With the UK arm of Oasis’ Live ’25 reunion tour wrapped up – and now heading to Australia and then Brazil – new data from social-first agency SAMY has revealed the brand winners and losers so far, in what it calls the ‘Swagger Index’.

It’s a “social media audit ranking” looking at which brands made the biggest cultural impact during the UK leg of the tour, which kicked off in Cardiff on 4 July and culminated at Wembley Stadium in London on 28 September.

To measure a brand’s ‘Big Swagger Energy’ – in reference to Liam Gallagher’s bowl of a walk and overly confident manner – SAMY analysed social posts and media coverage from Oasis’ reunion announcement in August 2024 through to the final Wembley gigs.

Brands were ranked out of 100 based on a combination of ‘Cultural Swagger’ (how much a brand featured in Oasis-linked conversation) and ‘Emotional Swagger’ (how fans reacted through engagement and sentiment).

Brands were selected over three categories: ‘official partners’, ‘90s Britpop staples’, and ‘reactive bandwagon jumpers’ – of which there were plenty.

Aldi shocked the field, topping the Swagger Index with a ‘swagger score’ of 63.9. Its cheeky ‘Aldeh’ wordplay campaign and rebranding of its main store in Manchester  – Oasis’ home city – was “quick, funny and unmistakably Oasis”.

In second place was Adidas Originals with a score of 60.5, though the German sports brand did have an official collaboration with Oasis – backed by its football terrace roots. Aside from their 'stadium rock', Oasis are also well known for being big Manchester ‘Citeh’ fans.

Surprisingly, a third German company, and another supermarket in Lidl, also made the top three with a swagger score of 53.4. That was down to its reactive social posts and its tongue-in-cheek ‘Lidl by Lidl’ parka.

Coming in fourth was terrace lads’ favourite Stone Island on 50 solid swagger points. Both Liam and Noel Gallagher have been spotted sporting the instantly recognisable yellow compass badge on their sleeves for many years.

Burberry, which officially rejoined the FTSE 100 last month, marking a major step in its ongoing turnaround, was ranked 32.7 - beaten to fifth spot by Premier Inn on 36.8, presumably because so many Oasis fans were looking for somewhere cheap to stay (especially if they couldn’t get a concert ticket for a venue near to them).

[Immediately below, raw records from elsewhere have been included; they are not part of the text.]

//! # API Models
//!
//! This module defines the request and response structures for the REST API.
//! These are separate from database models to allow API-specific formatting.
//!
//! ## Organization
//!
//! - `requests.rs` - Incoming request bodies
//! - `responses.rs` - Outgoing response bodies
//!
//! ## Serialization
//!
//! All models use Serde for JSON serialization/deserialization.
//! Field names are converted to camelCase for JavaScript clients.

pub mod requests;
pub mod responses;

pub use requests::*;
pub use responses::*;

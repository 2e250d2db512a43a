//! # Account Service
//!
//! Registration, login and session tokens.
//!
//! Passwords are hashed with bcrypt on a blocking thread. Sessions are
//! stateless HS256 JWTs whose `sub` is the user id; the user row is loaded
//! again on every request, so suspension and role changes apply at once.

use std::sync::Arc;

use bcrypt::{hash, verify};
use chrono::{Duration, Utc};
use jsonwebtoken::{decode, encode, DecodingKey, EncodingKey, Header, Validation};
use serde::{Deserialize, Serialize};
use tracing::{info, warn};
use uuid::Uuid;
use validator::Validate;

use crate::config::AppConfig;
use crate::db::{MarketplaceStore, UserRecord, UserRole};
use crate::models::{LoginRequest, RegisterRequest};

use super::access::Actor;
use super::ServiceError;

#[cfg(not(test))]
const BCRYPT_COST: u32 = bcrypt::DEFAULT_COST;
#[cfg(test)]
const BCRYPT_COST: u32 = 4;

#[derive(Debug, Serialize, Deserialize)]
pub struct Claims {
    /// User id.
    pub sub: String,
    pub iat: usize,
    pub exp: usize,
}

/// A user together with a freshly issued session token.
#[derive(Debug, Clone)]
pub struct Session {
    pub user: UserRecord,
    pub token: String,
}

#[derive(Clone)]
pub struct AccountService {
    store: Arc<dyn MarketplaceStore>,
    config: AppConfig,
}

impl AccountService {
    pub fn new(store: Arc<dyn MarketplaceStore>, config: AppConfig) -> Self {
        Self { store, config }
    }

    pub async fn register(&self, request: RegisterRequest) -> Result<Session, ServiceError> {
        request.validate()?;
        let email = normalize_email(&request.email);

        if self.store.get_user_by_email(&email).await?.is_some() {
            return Err(ServiceError::Conflict("email is already registered".to_string()));
        }

        let now = Utc::now();
        let user = UserRecord {
            id: Uuid::new_v4(),
            email,
            name: request.name.trim().to_string(),
            phone: request.phone,
            password_hash: hash_password(request.password).await?,
            role: UserRole::Guest,
            suspended: false,
            created_at: now,
            updated_at: now,
        };

        self.store.insert_user(&user).await.map_err(|e| match ServiceError::from(e) {
            ServiceError::Conflict(_) => {
                ServiceError::Conflict("email is already registered".to_string())
            }
            other => other,
        })?;

        info!("👤 Registered user {} ({})", user.id, user.email);
        let token = self.issue_token(user.id)?;
        Ok(Session { user, token })
    }

    /// Unknown email and wrong password are indistinguishable to the caller.
    pub async fn login(&self, request: LoginRequest) -> Result<Session, ServiceError> {
        request.validate()?;
        let email = normalize_email(&request.email);

        let user = self
            .store
            .get_user_by_email(&email)
            .await?
            .ok_or(ServiceError::Unauthorized)?;

        if !verify_password(request.password, user.password_hash.clone()).await? {
            warn!("Failed login for {}", email);
            return Err(ServiceError::Unauthorized);
        }

        let token = self.issue_token(user.id)?;
        Ok(Session { user, token })
    }

    pub async fn me(&self, actor: &Actor) -> Result<UserRecord, ServiceError> {
        self.store
            .get_user(actor.id)
            .await?
            .ok_or(ServiceError::Unauthorized)
    }

    /// Create or promote the bootstrap administrator.
    pub async fn ensure_admin(&self, email: &str, password: &str) -> Result<UserRecord, ServiceError> {
        let email = normalize_email(email);

        if let Some(existing) = self.store.get_user_by_email(&email).await? {
            if existing.role == UserRole::Admin {
                return Ok(existing);
            }
            let promoted = self.store.set_user_role(existing.id, UserRole::Admin).await?;
            info!("🔑 Promoted {} to admin", email);
            return Ok(promoted);
        }

        let now = Utc::now();
        let admin = UserRecord {
            id: Uuid::new_v4(),
            email: email.clone(),
            name: "Administrator".to_string(),
            phone: None,
            password_hash: hash_password(password.to_string()).await?,
            role: UserRole::Admin,
            suspended: false,
            created_at: now,
            updated_at: now,
        };
        self.store.insert_user(&admin).await?;
        info!("🔑 Created admin account {}", email);
        Ok(admin)
    }

    pub fn issue_token(&self, user_id: Uuid) -> Result<String, ServiceError> {
        let now = Utc::now();
        let claims = Claims {
            sub: user_id.to_string(),
            iat: now.timestamp() as usize,
            exp: (now + Duration::hours(self.config.jwt_ttl_hours)).timestamp() as usize,
        };

        encode(
            &Header::default(),
            &claims,
            &EncodingKey::from_secret(self.config.jwt_secret.as_bytes()),
        )
        .map_err(|e| ServiceError::Internal(format!("token signing failed: {}", e)))
    }

    /// Validate signature and expiry, returning the user id.
    pub fn verify_token(&self, token: &str) -> Result<Uuid, ServiceError> {
        let data = decode::<Claims>(
            token,
            &DecodingKey::from_secret(self.config.jwt_secret.as_bytes()),
            &Validation::default(),
        )
        .map_err(|_| ServiceError::Unauthorized)?;

        Uuid::parse_str(&data.claims.sub).map_err(|_| ServiceError::Unauthorized)
    }
}

fn normalize_email(email: &str) -> String {
    email.trim().to_lowercase()
}

async fn hash_password(password: String) -> Result<String, ServiceError> {
    tokio::task::spawn_blocking(move || hash(password, BCRYPT_COST))
        .await
        .map_err(|e| ServiceError::Internal(e.to_string()))?
        .map_err(|e| ServiceError::Internal(format!("password hashing failed: {}", e)))
}

async fn verify_password(password: String, password_hash: String) -> Result<bool, ServiceError> {
    tokio::task::spawn_blocking(move || verify(password, &password_hash))
        .await
        .map_err(|e| ServiceError::Internal(e.to_string()))?
        .map_err(|e| ServiceError::Internal(format!("password check failed: {}", e)))
}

Barbour joined Burberry on 32.7, and the other fashion and sports brands loved by at least one of Gallagher brothers to make the top 10 were Berghaus (30.4), that reissued a jacket worn by Liam in the 90s and built a huge advertising campaign around it, and Kappa (12.4) – makers of a bucket hat famously worn by Liam again. The Italian brand did, however, somehow get pipped to ninth spot in the Swagger Index by Asda (13.4).

At the opposite end, other “nostalgia brands” struggled. French Connection came in at 0.35, Sergio Tacchini at 0.7 and Ellesse at a flat ranking of 1 - all familiar names from Oasis’ golden era which failed to capitalise. Perhaps a further sign that heritage alone doesn’t guarantee "cultural cut-through".

Sayan Khastagir, Head of Research and Insights at SAMY, said: “The Swagger Index shows us that cultural relevance can’t be bought or borrowed - it has to be earned in the way brands engage with fans or vice versa.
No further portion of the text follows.